Il y a 42 ans tout juste, le professeur Jule G. Charney du MIT, chargé d’une étude concernant l’impact du dioxyde de carbone sur le réchauffement climatique, publiait le fameux rapport Charney1. L’étude a établi dès juillet 1979, avec une acuité avérée, les changements atmosphériques que nous avons connus ces quatre dernières décennies. Voici ce que l’on peut lire dans le résumé synthétique présenté en préambule dans ce rapport :

« … nous avons limité nos investigations aux effets climatiques directs de l’augmentation constante des concentrations atmosphériques de CO2 et nous avons supposé un taux d’augmentation du CO2 qui conduirait à un doublement des concentrations dans l’air à un moment donné de la première moitié du XXIe siècle.

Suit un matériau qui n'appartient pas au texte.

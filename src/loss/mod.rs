pub mod mse;

pub use mse::MseLoss;
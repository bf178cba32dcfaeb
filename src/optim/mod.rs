pub mod optimizer;
pub mod sgd;
pub mod adam;

pub use optimizer::{Optimizer, OptimizerKind, Param};
pub use sgd::Sgd;
pub use adam::Adam;
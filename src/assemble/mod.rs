//! Final boot artifacts: kernel command line, combined integrity volume and
//! the unified kernel image.

pub mod cmdline;
pub mod combine;
pub mod uki;

pub use cmdline::{write_command_line, BootCommandLine};
pub use combine::combine_volumes;
pub use uki::{build_boot_executable, render_os_release, write_os_release};
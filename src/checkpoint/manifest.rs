//! `run-manifest.json`: a summary of the artifacts a run left behind.
//!
//! Unlike checkpoints the manifest is rewritten at the end of every
//! successful run, so it always describes the latest invocation.

use std::fs::{self, File};
use std::io::{BufReader, Read};
use std::path::{Path, PathBuf};

use serde::{Deserialize, Serialize};
use sha2::{Digest, Sha256};
use time::format_description::well_known::Rfc3339;
use time::OffsetDateTime;

use super::{Artifact, CheckpointStore};
use crate::error::{ComposeError, IoContext, Result};

const RUN_MANIFEST_FILENAME: &str = "run-manifest.json";

#[derive(Debug, Clone, Serialize, Deserialize, PartialEq, Eq)]
pub struct ArtifactRecord {
    pub name: String,
    pub size_bytes: u64,
    pub sha256: String,
}

#[derive(Debug, Clone, Serialize, Deserialize)]
pub struct RunManifest {
    pub version: String,
    pub debug: bool,
    pub status: String,
    pub created_at_utc: String,
    pub finished_at_utc: Option<String>,
    pub artifacts: Vec<ArtifactRecord>,
}

pub fn manifest_path(workdir: &Path) -> PathBuf {
    workdir.join(RUN_MANIFEST_FILENAME)
}

/// Describe every committed artifact in `store`.
pub fn collect_records(store: &CheckpointStore) -> Result<Vec<ArtifactRecord>> {
    let mut records = Vec::new();
    for artifact in Artifact::ALL {
        if !store.exists(artifact) {
            continue;
        }
        let (sha256, size_bytes) = sha256_file(&store.path(artifact))?;
        records.push(ArtifactRecord {
            name: artifact.file_name().to_string(),
            size_bytes,
            sha256,
        });
    }
    Ok(records)
}

/// Write the manifest (replacing any previous one) via temp file + rename.
pub fn write_manifest(store: &CheckpointStore, manifest: &RunManifest) -> Result<()> {
    let path = manifest_path(store.root());
    let bytes = serde_json::to_vec_pretty(manifest).map_err(|source| ComposeError::Json {
        context: "run manifest".to_string(),
        source,
    })?;
    let tmp = store.scratch_path(RUN_MANIFEST_FILENAME);
    fs::write(&tmp, bytes).io_context(|| format!("writing '{}'", tmp.display()))?;
    fs::rename(&tmp, &path)
        .io_context(|| format!("renaming '{}' -> '{}'", tmp.display(), path.display()))
}

pub fn load_manifest(workdir: &Path) -> Result<Option<RunManifest>> {
    let path = manifest_path(workdir);
    if !path.is_file() {
        return Ok(None);
    }
    let bytes = fs::read(&path).io_context(|| format!("reading '{}'", path.display()))?;
    serde_json::from_slice(&bytes)
        .map(Some)
        .map_err(|source| ComposeError::Json {
            context: path.display().to_string(),
            source,
        })
}

/// Current UTC time as RFC 3339.
pub fn utc_now() -> String {
    OffsetDateTime::now_utc()
        .format(&Rfc3339)
        .unwrap_or_else(|_| OffsetDateTime::now_utc().unix_timestamp().to_string())
}

fn sha256_file(path: &Path) -> Result<(String, u64)> {
    let f = File::open(path).io_context(|| format!("opening '{}'", path.display()))?;
    let mut r = BufReader::new(f);
    let mut hasher = Sha256::new();
    let mut buf = vec![0u8; 1024 * 1024];
    let mut size = 0u64;
    loop {
        let n = r
            .read(&mut buf)
            .io_context(|| format!("hashing '{}'", path.display()))?;
        if n == 0 {
            break;
        }
        hasher.update(&buf[..n]);
        size += n as u64;
    }
    Ok((format!("{:x}", hasher.finalize()), size))
}
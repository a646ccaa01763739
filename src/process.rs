//! Subprocess invocation.
//!
//! [`Cmd`] is a small builder over [`std::process::Command`] that always
//! captures stdout/stderr and turns a non-zero exit into
//! [`ComposeError::Subprocess`].
//!
//! ```rust,ignore
//! use uki_compose::process::Cmd;
//!
//! let result = Cmd::new("veritysetup")
//!     .args(["format", "--hash=sha256"])
//!     .arg_path(&data)
//!     .arg_path(&hash)
//!     .run()?;
//! println!("{}", result.stdout);
//! ```

use std::ffi::{OsStr, OsString};
use std::fs::{self, File};
use std::io::{self, Write};
use std::path::{Path, PathBuf};
use std::process::{Command, Stdio};
use std::thread;

use tracing::debug;

use crate::error::{ComposeError, IoContext, Result};

/// Captured output of a finished command.
#[derive(Debug, Clone)]
pub struct CmdResult {
    pub code: Option<i32>,
    pub stdout: String,
    pub stderr: String,
}

impl CmdResult {
    pub fn success(&self) -> bool {
        self.code == Some(0)
    }
}

/// Builder for a single external command invocation.
#[derive(Debug)]
pub struct Cmd {
    program: OsString,
    args: Vec<OsString>,
    stdin: Option<Vec<u8>>,
    stderr_file: Option<PathBuf>,
    error_msg: Option<String>,
}

impl Cmd {
    pub fn new(program: impl AsRef<OsStr>) -> Self {
        Self {
            program: program.as_ref().to_os_string(),
            args: Vec::new(),
            stdin: None,
            stderr_file: None,
            error_msg: None,
        }
    }

    pub fn arg(mut self, arg: impl AsRef<OsStr>) -> Self {
        self.args.push(arg.as_ref().to_os_string());
        self
    }

    pub fn args<I, S>(mut self, args: I) -> Self
    where
        I: IntoIterator<Item = S>,
        S: AsRef<OsStr>,
    {
        self.args
            .extend(args.into_iter().map(|a| a.as_ref().to_os_string()));
        self
    }

    pub fn arg_path(self, path: &Path) -> Self {
        self.arg(path.as_os_str())
    }

    /// Feed these bytes to the child's stdin.
    ///
    /// Written from a separate thread while the output is drained, so the
    /// input may be larger than a pipe buffer.
    pub fn stdin_bytes(mut self, bytes: impl Into<Vec<u8>>) -> Self {
        self.stdin = Some(bytes.into());
        self
    }

    /// Send stderr to `path` instead of a pipe; [`CmdResult::stderr`] is
    /// read back from it once the command exits.
    ///
    /// Needed for commands that fork a daemon: the daemon inherits stderr,
    /// and a pipe would not reach EOF until the daemon exits.
    pub fn stderr_file(mut self, path: &Path) -> Self {
        self.stderr_file = Some(path.to_path_buf());
        self
    }

    /// Label used in place of the bare command line when the command fails.
    pub fn error_msg(mut self, msg: &str) -> Self {
        self.error_msg = Some(msg.to_string());
        self
    }

    /// Human-readable command line, for logs and error messages.
    pub fn display(&self) -> String {
        std::iter::once(&self.program)
            .chain(self.args.iter())
            .map(|a| a.to_string_lossy().into_owned())
            .collect::<Vec<_>>()
            .join(" ")
    }

    /// Run to completion, capturing stdout and stderr.
    pub fn run(self) -> Result<CmdResult> {
        let cmdline = self.display();
        debug!(command = %cmdline, "running");

        let mut cmd = Command::new(&self.program);
        cmd.args(&self.args).stdout(Stdio::piped());
        match &self.stderr_file {
            Some(path) => {
                let file = File::create(path)
                    .io_context(|| format!("creating '{}'", path.display()))?;
                cmd.stderr(file);
            }
            None => {
                cmd.stderr(Stdio::piped());
            }
        }
        cmd.stdin(if self.stdin.is_some() {
            Stdio::piped()
        } else {
            Stdio::null()
        });

        let mut child = cmd
            .spawn()
            .io_context(|| format!("spawning '{cmdline}'"))?;
        let writer = match (self.stdin, child.stdin.take()) {
            (Some(bytes), Some(mut stdin)) => Some(thread::spawn(move || stdin.write_all(&bytes))),
            _ => None,
        };
        let output = child
            .wait_with_output()
            .io_context(|| format!("waiting for '{cmdline}'"))?;
        if let Some(writer) = writer {
            let written = writer
                .join()
                .unwrap_or_else(|_| Err(io::Error::other("stdin writer panicked")));
            match written {
                // A child that exits without reading is judged by its status.
                Err(e) if e.kind() == io::ErrorKind::BrokenPipe => {}
                other => other.io_context(|| format!("writing stdin of '{cmdline}'"))?,
            }
        }

        let stderr = match &self.stderr_file {
            Some(path) => fs::read(path).unwrap_or_default(),
            None => output.stderr,
        };
        let result = CmdResult {
            code: output.status.code(),
            stdout: String::from_utf8_lossy(&output.stdout).into_owned(),
            stderr: String::from_utf8_lossy(&stderr).into_owned(),
        };

        if result.success() {
            return Ok(result);
        }
        Err(ComposeError::Subprocess {
            command: self.error_msg.unwrap_or(cmdline),
            code: result.code,
            stdout: result.stdout,
            stderr: result.stderr,
        })
    }
}

/// Whether `program` resolves on `PATH` (or is an existing path).
pub fn exists(program: &str) -> bool {
    which::which(program).is_ok()
}

#[cfg(test)]
mod tests {
    use super::*;

    #[test]
    fn captures_stdout() {
        let result = Cmd::new("sh").args(["-c", "echo hello"]).run().unwrap();
        assert!(result.success());
        assert_eq!(result.stdout.trim(), "hello");
    }

    #[test]
    fn nonzero_exit_is_typed_failure() {
        let err = Cmd::new("sh")
            .args(["-c", "echo out; echo bad >&2; exit 3"])
            .run()
            .unwrap_err();
        match err {
            ComposeError::Subprocess {
                code,
                stdout,
                stderr,
                ..
            } => {
                assert_eq!(code, Some(3));
                assert_eq!(stdout.trim(), "out");
                assert_eq!(stderr.trim(), "bad");
            }
            other => panic!("unexpected error: {other}"),
        }
    }

    #[test]
    fn error_msg_replaces_command_line() {
        let err = Cmd::new("sh")
            .args(["-c", "exit 1"])
            .error_msg("probe failed")
            .run()
            .unwrap_err();
        assert!(err.to_string().starts_with("probe failed"));
    }

    #[test]
    fn stdin_is_forwarded() {
        let result = Cmd::new("cat").stdin_bytes("piped\n").run().unwrap();
        assert_eq!(result.stdout, "piped\n");
    }

    #[test]
    fn stdin_larger_than_a_pipe_buffer_does_not_block() {
        let input: Vec<u8> = (0..1024 * 1024).map(|i| b'a' + (i % 26) as u8).collect();
        let result = Cmd::new("cat").stdin_bytes(input.clone()).run().unwrap();
        assert_eq!(result.stdout.len(), input.len());
        assert_eq!(result.stdout.as_bytes(), &input[..]);
    }

    #[test]
    fn stderr_file_collects_diagnostics() {
        let dir = tempfile::tempdir().unwrap();
        let log = dir.path().join("stderr.log");
        let err = Cmd::new("sh")
            .args(["-c", "echo out; echo bad >&2; exit 2"])
            .stderr_file(&log)
            .run()
            .unwrap_err();
        match err {
            ComposeError::Subprocess { code, stderr, .. } => {
                assert_eq!(code, Some(2));
                assert_eq!(stderr.trim(), "bad");
            }
            other => panic!("unexpected error: {other}"),
        }
        assert_eq!(std::fs::read_to_string(&log).unwrap().trim(), "bad");
    }

    #[test]
    fn background_child_holding_stderr_does_not_block() {
        let dir = tempfile::tempdir().unwrap();
        let start = std::time::Instant::now();
        let result = Cmd::new("sh")
            .args(["-c", "( exec >/dev/null; sleep 8 ) & echo started"])
            .stderr_file(&dir.path().join("stderr.log"))
            .run()
            .unwrap();
        assert_eq!(result.stdout.trim(), "started");
        assert!(start.elapsed() < std::time::Duration::from_secs(4));
    }

    #[test]
    fn missing_program_is_io_error() {
        let err = Cmd::new("definitely_not_a_real_command_12345")
            .run()
            .unwrap_err();
        assert!(matches!(err, ComposeError::Io { .. }));
    }

    #[test]
    fn exists_finds_sh() {
        assert!(exists("sh"));
        assert!(!exists("definitely_not_a_real_command_12345"));
    }
}
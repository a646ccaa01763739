//! Resumable compose pipeline for verity-protected unified kernel images.
//!
//! A run submits a blueprint to a remote image-builder service, downloads
//! the resulting raw disk image, lifts the kernel, initramfs and root
//! filesystem out of it, builds a dm-verity hash tree over the root, and
//! wraps kernel, initramfs, command line and os-release into a single EFI
//! executable.
//!
//! # Architecture
//!
//! ```text
//! uki-compose (binary)
//!     │
//!     └── pipeline::Pipeline ── runs phases in order, skips committed ones
//!             │
//!             ├── remote     submit / poll / download (weldr API)
//!             ├── extract    guest filesystem access (guestfish)
//!             ├── integrity  veritysetup format + report parsing
//!             ├── assemble   cmdline, combined volume, objcopy UKI
//!             └── boottest   optional QEMU boot of a GPT test disk
//!
//! checkpoint::CheckpointStore ── one write-once file per artifact
//! ```
//!
//! Every phase reads its inputs from and commits its outputs to the
//! checkpoint store, so an interrupted run picks up at the first phase whose
//! outputs are missing.

pub mod assemble;
pub mod blueprint;
pub mod boottest;
pub mod checkpoint;
pub mod codec;
pub mod config;
pub mod error;
pub mod extract;
pub mod integrity;
pub mod pipeline;
pub mod preflight;
pub mod process;
pub mod remote;
pub mod source;

pub use checkpoint::{Artifact, CheckpointStore};
pub use config::{load_config, ComposeConfig};
pub use error::{ComposeError, Result};
pub use pipeline::{ComposeContext, ComposeRun, Pipeline, RunSummary};
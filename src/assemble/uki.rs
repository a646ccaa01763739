//! Unified kernel image: EFI stub + os-release + command line + kernel + initrd.

use std::fs;
use std::io;
use std::path::Path;

use tracing::info;

use crate::checkpoint::{Artifact, CheckpointStore};
use crate::error::{ComposeError, IoContext, Result};
use crate::process::Cmd;

/// PE section, checkpoint holding its payload, and virtual address.
pub const SECTIONS: [(&str, Artifact, u64); 4] = [
    (".osrel", Artifact::OsRelease, 0x20000),
    (".cmdline", Artifact::CommandLine, 0x30000),
    (".linux", Artifact::Kernel, 0x2000000),
    (".initrd", Artifact::Initrd, 0x3000000),
];

/// `source` with `VERSION_ID` set to `version`.
pub fn render_os_release(source: &str, version: &str) -> String {
    let version_line = format!("VERSION_ID={}", quote_value(version));
    let mut out = String::with_capacity(source.len() + version_line.len());
    let mut replaced = false;
    for line in source.lines() {
        if line.trim_start().starts_with("VERSION_ID=") {
            if !replaced {
                out.push_str(&version_line);
                out.push('\n');
                replaced = true;
            }
            continue;
        }
        out.push_str(line);
        out.push('\n');
    }
    if !replaced {
        out.push_str(&version_line);
        out.push('\n');
    }
    out
}

/// os-release values only need quoting when they carry shell-special text.
fn quote_value(value: &str) -> String {
    let plain = !value.is_empty()
        && value
            .chars()
            .all(|c| c.is_ascii_alphanumeric() || matches!(c, '.' | '_' | '-' | '+' | '~'));
    if plain {
        return value.to_string();
    }
    let mut quoted = String::from("\"");
    for c in value.chars() {
        if matches!(c, '"' | '\\' | '$' | '`') {
            quoted.push('\\');
        }
        quoted.push(c);
    }
    quoted.push('"');
    quoted
}

/// Commit the `os-release` checkpoint from `source` with the run's version.
pub fn write_os_release(store: &CheckpointStore, source: &Path, version: &str) -> Result<()> {
    if store.exists(Artifact::OsRelease) {
        return Ok(());
    }
    let text = match fs::read_to_string(source) {
        Ok(text) => text,
        Err(e) if e.kind() == io::ErrorKind::NotFound => {
            return Err(ComposeError::NotFound(format!(
                "os-release file '{}'",
                source.display()
            )))
        }
        Err(e) => return Err(e).io_context(|| format!("reading '{}'", source.display())),
    };
    store.write_string(Artifact::OsRelease, &render_os_release(&text, version))
}

/// Commit `boot.efi` built with `objcopy` over `stub`.
pub fn build_boot_executable(store: &CheckpointStore, stub: &Path, objcopy: &str) -> Result<()> {
    if store.exists(Artifact::BootExecutable) {
        return Ok(());
    }
    if !stub.is_file() {
        return Err(ComposeError::NotFound(format!(
            "EFI stub '{}'",
            stub.display()
        )));
    }
    for (_, artifact, _) in SECTIONS {
        if !store.exists(artifact) {
            return Err(ComposeError::NotFound(format!("checkpoint '{artifact}'")));
        }
    }

    info!(stub = %stub.display(), "building unified kernel image");
    store.write_atomic_path(Artifact::BootExecutable, |out| {
        let mut cmd = Cmd::new(objcopy);
        for (section, artifact, vma) in SECTIONS {
            cmd = cmd
                .arg("--add-section")
                .arg(format!("{section}={}", store.path(artifact).display()))
                .arg("--change-section-vma")
                .arg(format!("{section}=0x{vma:x}"));
        }
        cmd.arg_path(stub)
            .arg_path(out)
            .error_msg("objcopy (unified kernel image)")
            .run()?;
        Ok(())
    })
}
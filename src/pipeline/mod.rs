//! Phase sequencing.
//!
//! A compose is a fixed list of phases run strictly in order. Each phase
//! names the checkpoints it commits; when all of them exist the phase is
//! skipped, which is what makes an interrupted run resumable. The first
//! error aborts the run and is returned as-is. Nothing is rolled back:
//! whatever was committed stays for the next attempt.

pub mod observer;
mod phases;

pub use observer::{EventKind, LogObserver, PhaseEvent, PhaseObserver};
pub use phases::{
    BootTestPhase, CmdlinePhase, CombinePhase, DownloadPhase, ExtractPhase, IntegrityPhase,
    SubmitPhase, UkiPhase, UnpackPhase,
};

use std::path::PathBuf;
use std::time::{Duration, Instant};

use tracing::{info, warn};

use crate::checkpoint::manifest::{self, RunManifest};
use crate::checkpoint::{Artifact, CheckpointStore};
use crate::config::ComposeConfig;
use crate::error::Result;
use crate::extract::VirtualDiskBackend;
use crate::remote::{ComposeService, RemoteJobClient};

/// One invocation of the compose pipeline.
#[derive(Debug, Clone)]
pub struct ComposeRun {
    pub workdir: PathBuf,
    pub version: String,
    pub debug: bool,
}

/// Everything a phase may use.
pub struct ComposeContext<'a> {
    pub run: &'a ComposeRun,
    pub config: &'a ComposeConfig,
    pub store: &'a CheckpointStore,
    pub service: &'a dyn ComposeService,
    pub disks: &'a dyn VirtualDiskBackend,
    /// Overrides the configured poll interval.
    pub poll_interval: Option<Duration>,
}

impl ComposeContext<'_> {
    pub fn remote_client(&self) -> RemoteJobClient<'_> {
        let client = RemoteJobClient::new(
            self.service,
            self.store,
            &self.config.service,
            &self.config.tools,
        );
        match self.poll_interval {
            Some(interval) => client.with_poll_interval(interval),
            None => client,
        }
    }
}

/// A named pipeline step.
pub trait Phase {
    fn name(&self) -> &'static str;

    /// Human-readable description for progress output.
    fn label(&self) -> &'static str;

    /// Checkpoints this phase commits. A phase without outputs always runs.
    fn outputs(&self, ctx: &ComposeContext<'_>) -> Vec<Artifact>;

    fn run(&self, ctx: &ComposeContext<'_>) -> Result<()>;
}

/// Outcome of a successful run.
#[derive(Debug, Clone, Default, PartialEq, Eq)]
pub struct RunSummary {
    pub ran: Vec<&'static str>,
    pub resumed: Vec<&'static str>,
}

pub struct Pipeline {
    phases: Vec<Box<dyn Phase>>,
}

impl Pipeline {
    pub fn new(phases: Vec<Box<dyn Phase>>) -> Self {
        Self { phases }
    }

    /// submit, download, unpack, extract, integrity, combine, cmdline, uki
    /// and, when `boot_test` is set, boot-test.
    pub fn standard(boot_test: bool) -> Self {
        let mut phases: Vec<Box<dyn Phase>> = vec![
            Box::new(SubmitPhase),
            Box::new(DownloadPhase),
            Box::new(UnpackPhase),
            Box::new(ExtractPhase),
            Box::new(IntegrityPhase),
            Box::new(CombinePhase),
            Box::new(CmdlinePhase),
            Box::new(UkiPhase),
        ];
        if boot_test {
            phases.push(Box::new(BootTestPhase));
        }
        Self::new(phases)
    }

    pub fn phase_names(&self) -> Vec<&'static str> {
        self.phases.iter().map(|p| p.name()).collect()
    }

    /// Run every phase in order, then record the run manifest.
    pub fn run(
        &self,
        ctx: &ComposeContext<'_>,
        observer: &mut dyn PhaseObserver,
    ) -> Result<RunSummary> {
        let created_at_utc = manifest::utc_now();
        warn_on_settings_drift(ctx);

        let mut summary = RunSummary::default();
        for phase in &self.phases {
            let outputs = phase.outputs(ctx);
            if !outputs.is_empty() && outputs.iter().all(|a| ctx.store.exists(*a)) {
                emit(observer, phase.as_ref(), EventKind::Resumed);
                summary.resumed.push(phase.name());
                continue;
            }

            emit(observer, phase.as_ref(), EventKind::Started);
            let started = Instant::now();
            if let Err(e) = phase.run(ctx) {
                emit(
                    observer,
                    phase.as_ref(),
                    EventKind::Failed {
                        error: e.to_string(),
                    },
                );
                return Err(e);
            }
            emit(
                observer,
                phase.as_ref(),
                EventKind::Finished {
                    elapsed: started.elapsed(),
                },
            );
            summary.ran.push(phase.name());
        }

        let record = RunManifest {
            version: ctx.run.version.clone(),
            debug: ctx.run.debug,
            status: "success".to_string(),
            created_at_utc,
            finished_at_utc: Some(manifest::utc_now()),
            artifacts: manifest::collect_records(ctx.store)?,
        };
        manifest::write_manifest(ctx.store, &record)?;
        info!(
            ran = summary.ran.len(),
            resumed = summary.resumed.len(),
            "compose complete"
        );
        Ok(summary)
    }
}

fn emit(observer: &mut dyn PhaseObserver, phase: &dyn Phase, kind: EventKind) {
    observer.on_event(&PhaseEvent {
        phase: phase.name(),
        label: phase.label(),
        kind,
        at: manifest::utc_now(),
    });
}

/// Committed checkpoints keep the settings they were made with.
fn warn_on_settings_drift(ctx: &ComposeContext<'_>) {
    match manifest::load_manifest(ctx.store.root()) {
        Ok(Some(previous)) => {
            if previous.version != ctx.run.version || previous.debug != ctx.run.debug {
                warn!(
                    previous_version = %previous.version,
                    previous_debug = previous.debug,
                    version = %ctx.run.version,
                    debug = ctx.run.debug,
                    "working directory was composed with different settings; committed artifacts keep them"
                );
            }
        }
        Ok(None) => {}
        Err(e) => warn!(error = %e, "ignoring unreadable run manifest"),
    }
}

… Lorsque l’on suppose que la teneur en CO2 de l’atmosphère est doublée et que l’équilibre thermique statistique est atteint, les efforts de modélisation les plus réalistes prévoient un réchauffement de la surface de la planète compris entre 2 et 3°C, avec des augmentations plus importantes aux latitudes élevées. Cette fourchette reflète à la fois les incertitudes (de l’ordre de 1,5°C) de la compréhension physique et les imprécisions découlant de la nécessité de réduire le problème mathématique à un niveau pouvant être traité par les ordinateurs électroniques les plus rapides disponibles. Il est toutefois significatif qu’aucun des modèles de calcul ne prévoit un réchauffement négligeable. »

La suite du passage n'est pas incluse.